年次株主総会での声明の中で、この英国のエンジニアリング企業は、2026年の基礎利益指引を40億ポンドから42億ポンド、フリーキャッシュフローを36億ポンドから38億ポンドとする予想を維持し、航空業界の逆風に対する懸念を和らげました。
この再確認は、年初から4ヶ月間の大型エンジン飛行時間(EFH)が2019年比で115%に達したことを受けてのものです。この指標は、稼働中のエンジンの飛行時間ごとに収益を得るロールス・ロイスのビジネスモデルにおいて極めて重要です。同社は、中東での回復や他地域での旺盛な需要が、ナローボディ(単通路機)セグメントのキャンセルを相殺したと述べています。
ロンドン市場の株価は1,200ペンスまで上昇し、直近安値の1,093ペンスから回復、テクニカルチャート上で強気の「ダブルボトム」パターンを形成しました。アナリストは、ネックラインを1,322ペンスとするこの形状がさらなる上昇の兆しとなる可能性を指摘しており、株価の相対力指数(RSI)も強気回復の兆しを見せています。

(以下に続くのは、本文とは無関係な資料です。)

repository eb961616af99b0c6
pub mod geodesy;
pub mod vec;

pub use geodesy::*;
pub use vec::*;
use foundation::math::Vec3;

#[derive(Debug, Copy, Clone, PartialEq)]
pub enum Light {
    Ambient {
        color: [f32; 3],
        intensity: f32,
    },
    Directional {
        color: [f32; 3],
        intensity: f32,
        position: Vec3,
    },
}

impl Light {
    pub fn ambient(intensity: f32) -> Self {
        Light::Ambient {
            color: [1.0, 1.0, 1.0],
            intensity,
        }
    }

    pub fn directional(intensity: f32, position: Vec3) -> Self {
        Light::Directional {
            color: [1.0, 1.0, 1.0],
            intensity,
            position,
        }
    }
}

ジェット燃料価格の変動や一部の航空会社による減便など、民間航空セクターにおける課題にもかかわらず、ロールス・ロイスは多角化された事業運営が安定の源であると指摘しました。同社のパワーシステム部門は3月に過去最高の受注月を記録し、電力セクターの受注残は73億ポンドに達しました。この成長は、データセンター向けのバックアップ電源ソリューションに対する需要の増加が一部要因となっています。

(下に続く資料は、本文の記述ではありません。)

use crate::host::{FrameCallback, IntervalCallback, TimeoutCallback};

pub enum TaskKind {
    Frame(FrameCallback),
    Timeout(TimeoutCallback),
    Interval {
        period_ms: f64,
        callback: IntervalCallback,
    },
}

impl TaskKind {
    pub fn is_frame(&self) -> bool {
        matches!(self, TaskKind::Frame(_))
    }
}

impl std::fmt::Debug for TaskKind {
    fn fmt(&self, f: &mut std::fmt::Formatter<'_>) -> std::fmt::Result {
        match self {
            TaskKind::Frame(_) => write!(f, "Frame"),
            TaskKind::Timeout(_) => write!(f, "Timeout"),
            TaskKind::Interval { period_ms, .. } => write!(f, "Interval({period_ms}ms)"),
        }
    }
}

#[derive(Debug)]
pub struct Task {
    pub id: u64,
    pub due_ms: f64,
    pub kind: TaskKind,
}

/// Pending callbacks, popped in a deterministic order.
///
/// Ordering is `(due_ms, insertion_order)`: two callbacks due at the same
/// instant fire in the order they were scheduled.
#[derive(Debug, Default)]
pub struct TaskQueue {
    next_order: u64,
    tasks: Vec<(u64, Task)>,
}

impl TaskQueue {
    pub fn new() -> Self {
        Self::default()
    }

    pub fn push(&mut self, task: Task) {
        let order = self.next_order;
        self.next_order = self.next_order.wrapping_add(1);
        self.tasks.push((order, task));
    }

    /// Removes the task with `id`; returns whether it was present.
    pub fn remove(&mut self, id: u64) -> bool {
        let before = self.tasks.len();
        self.tasks.retain(|(_, t)| t.id != id);
        self.tasks.len() != before
    }

    /// Pops the earliest task due at or before `limit_ms`.
    pub fn pop_due(&mut self, limit_ms: f64) -> Option<Task> {
        let idx = self
            .tasks
            .iter()
            .enumerate()
            .filter(|(_, (_, t))| t.due_ms <= limit_ms)
            .min_by(|(_, (oa, a)), (_, (ob, b))| {
                a.due_ms.total_cmp(&b.due_ms).then_with(|| oa.cmp(ob))
            })
            .map(|(i, _)| i)?;
        Some(self.tasks.remove(idx).1)
    }

    pub fn next_due(&self) -> Option<f64> {
        self.tasks
            .iter()
            .map(|(_, t)| t.due_ms)
            .min_by(|a, b| a.total_cmp(b))
    }

    pub fn len(&self) -> usize {
        self.tasks.len()
    }

    pub fn is_empty(&self) -> bool {
        self.tasks.is_empty()
    }

    pub fn frame_count(&self) -> usize {
        self.tasks.iter().filter(|(_, t)| t.kind.is_frame()).count()
    }
}

#[cfg(test)]
mod tests {
    use super::{Task, TaskKind, TaskQueue};

    fn timeout(id: u64, due_ms: f64) -> Task {
        Task {
            id,
            due_ms,
            kind: TaskKind::Timeout(Box::new(|| {})),
        }
    }

    #[test]
    fn pops_earliest_due_first() {
        let mut q = TaskQueue::new();
        q.push(timeout(1, 30.0));
        q.push(timeout(2, 10.0));
        q.push(timeout(3, 20.0));

        let ids: Vec<u64> = std::iter::from_fn(|| q.pop_due(100.0)).map(|t| t.id).collect();
        assert_eq!(ids, vec![2, 3, 1]);
    }

    #[test]
    fn ties_fire_in_insertion_order() {
        let mut q = TaskQueue::new();
        q.push(timeout(7, 5.0));
        q.push(timeout(3, 5.0));

        assert_eq!(q.pop_due(5.0).map(|t| t.id), Some(7));
        assert_eq!(q.pop_due(5.0).map(|t| t.id), Some(3));
    }

    #[test]
    fn respects_limit() {
        let mut q = TaskQueue::new();
        q.push(timeout(1, 50.0));
        assert!(q.pop_due(49.9).is_none());
        assert_eq!(q.next_due(), Some(50.0));
        assert_eq!(q.len(), 1);
    }

    #[test]
    fn remove_reports_presence() {
        let mut q = TaskQueue::new();
        q.push(timeout(1, 1.0));
        assert!(q.remove(1));
        assert!(!q.remove(1));
        assert!(q.is_empty());
    }
}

さらに、ロールス・ロイスは小型モジュール炉(SMR)原子力のソリューションでも勢いを増しており、各国が安定的で脱炭素なエネルギー源の確保を模索する中で、大きな国際的関心を集めています。
テクニカルな観点からは、株価は強弱入り混じるシグナルに直面しています。ダブルボトムのパターンは強気反転を示唆していますが、価格は約1,235ペンスの50日移動平均線を下回ったままです。当面の抵抗線は1,202.90ペンス付近に見られます。
この水準を維持して上昇すれば、強気の見通しが裏付けられ、1,322ペンスのネックライン、さらには過去最高値の1,413ペンスへの道が開かれる可能性があります。逆に、主要な支持線である1,093ペンスを下回れば、強気パターンは無効となります。

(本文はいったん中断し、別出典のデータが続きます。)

use layers::{ArcLayerConfig, PointLayerConfig};
use serde::{Deserialize, Serialize};
use thiserror::Error;

#[derive(Debug, Clone, PartialEq, Error)]
pub enum ConfigError {
    #[error("config json is invalid: {0}")]
    Parse(String),
    #[error("{field} must be a positive finite number, got {value}")]
    NotPositive { field: &'static str, value: f64 },
    #[error("spawn_probability must be within [0, 1], got {0}")]
    Probability(f64),
    #[error("camera planes must satisfy 0 < near < far (near {near}, far {far})")]
    ClipPlanes { near: f64, far: f64 },
}

#[derive(Debug, Clone, PartialEq, Serialize, Deserialize)]
#[serde(default)]
pub struct CameraConfig {
    pub fov_deg: f64,
    pub near: f64,
    pub far: f64,
    /// Camera distance from the globe center.
    pub distance: f64,
}

impl Default for CameraConfig {
    fn default() -> Self {
        Self {
            fov_deg: 45.0,
            near: 1.0,
            far: 2000.0,
            distance: 300.0,
        }
    }
}

#[derive(Debug, Clone, PartialEq, Serialize, Deserialize)]
#[serde(default)]
pub struct InteractionConfig {
    /// Radians of yaw per horizontal pixel dragged.
    pub sensitivity_x: f64,
    /// Radians of pitch per vertical pixel dragged.
    pub sensitivity_y: f64,
    /// Optional bound on pitch. Unset means drag deltas apply unmodified.
    #[serde(skip_serializing_if = "Option::is_none")]
    pub pitch_clamp_rad: Option<f64>,
}

impl Default for InteractionConfig {
    fn default() -> Self {
        Self {
            sensitivity_x: 0.005,
            sensitivity_y: 0.003,
            pitch_clamp_rad: None,
        }
    }
}

#[derive(Debug, Clone, PartialEq, Serialize, Deserialize)]
#[serde(default)]
pub struct ArcScheduleConfig {
    pub spawn_period_ms: u32,
    pub spawn_probability: f64,
    /// Expected arcs per second. When set, replaces `spawn_probability` so the
    /// rate is tuned with one number.
    #[serde(skip_serializing_if = "Option::is_none")]
    pub arcs_per_second: Option<f64>,
    pub lifetime_ms: u32,
    /// Fixed RNG seed for reproducible spawn sequences.
    #[serde(skip_serializing_if = "Option::is_none")]
    pub seed: Option<u64>,
}

impl Default for ArcScheduleConfig {
    fn default() -> Self {
        Self {
            spawn_period_ms: 1500,
            spawn_probability: 0.6,
            arcs_per_second: None,
            lifetime_ms: 4000,
            seed: None,
        }
    }
}

impl ArcScheduleConfig {
    /// Per-tick spawn probability actually used.
    ///
    /// A requested `arcs_per_second` above one arc per tick saturates at 1.
    pub fn effective_probability(&self) -> f64 {
        match self.arcs_per_second {
            Some(rate) => (rate * f64::from(self.spawn_period_ms) / 1000.0).clamp(0.0, 1.0),
            None => self.spawn_probability,
        }
    }

    pub fn expected_arcs_per_second(&self) -> f64 {
        if self.spawn_period_ms == 0 {
            return 0.0;
        }
        self.effective_probability() * 1000.0 / f64::from(self.spawn_period_ms)
    }

    /// Upper bound on concurrently active arcs.
    pub fn max_concurrent(&self) -> u32 {
        if self.spawn_period_ms == 0 {
            return 0;
        }
        self.lifetime_ms.div_ceil(self.spawn_period_ms)
    }
}

/// Everything tunable about the globe view. Missing JSON keys take defaults.
#[derive(Debug, Clone, PartialEq, Serialize, Deserialize)]
#[serde(default)]
pub struct GlobeConfig {
    pub camera: CameraConfig,
    pub globe_radius: f64,
    pub interaction: InteractionConfig,
    pub auto_rotate: bool,
    /// Yaw applied per frame while idle.
    pub auto_rotate_step_rad: f64,
    pub arcs: ArcScheduleConfig,
    pub point_layer: PointLayerConfig,
    pub arc_layer: ArcLayerConfig,
}

impl Default for GlobeConfig {
    fn default() -> Self {
        Self {
            camera: CameraConfig::default(),
            globe_radius: scene::prefabs::DEFAULT_GLOBE_RADIUS,
            interaction: InteractionConfig::default(),
            auto_rotate: true,
            auto_rotate_step_rad: 0.0015,
            arcs: ArcScheduleConfig::default(),
            point_layer: PointLayerConfig::default(),
            arc_layer: ArcLayerConfig::default(),
        }
    }
}

impl GlobeConfig {
    pub fn from_json(json: &str) -> Result<Self, ConfigError> {
        let config: GlobeConfig =
            serde_json::from_str(json).map_err(|e| ConfigError::Parse(e.to_string()))?;
        config.validate()?;
        Ok(config)
    }

    pub fn validate(&self) -> Result<(), ConfigError> {
        positive("camera.fov_deg", self.camera.fov_deg)?;
        positive("camera.distance", self.camera.distance)?;
        positive("globe_radius", self.globe_radius)?;
        positive("arcs.spawn_period_ms", f64::from(self.arcs.spawn_period_ms))?;
        positive("arcs.lifetime_ms", f64::from(self.arcs.lifetime_ms))?;
        if !(self.camera.near > 0.0 && self.camera.near < self.camera.far) {
            return Err(ConfigError::ClipPlanes {
                near: self.camera.near,
                far: self.camera.far,
            });
        }
        let p = self.arcs.spawn_probability;
        if !(0.0..=1.0).contains(&p) {
            return Err(ConfigError::Probability(p));
        }
        if let Some(limit) = self.interaction.pitch_clamp_rad {
            positive("interaction.pitch_clamp_rad", limit)?;
        }
        if let Some(rate) = self.arcs.arcs_per_second {
            if !rate.is_finite() || rate < 0.0 {
                return Err(ConfigError::NotPositive {
                    field: "arcs.arcs_per_second",
                    value: rate,
                });
            }
        }
        Ok(())
    }
}

fn positive(field: &'static str, value: f64) -> Result<(), ConfigError> {
    if value.is_finite() && value > 0.0 {
        Ok(())
    } else {
        Err(ConfigError::NotPositive { field, value })
    }
}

今回の反発は、投資家が同社の堅調な事業運営実績と回復力のあるサービス収益に注目していることを示唆しています。次の主要なカタリストは、株価が局所的な抵抗線を突破し、強気のチャートパターンを確定できるかどうかになります。
本記事は情報提供のみを目的としており、投資勧誘を目的としたものではありません。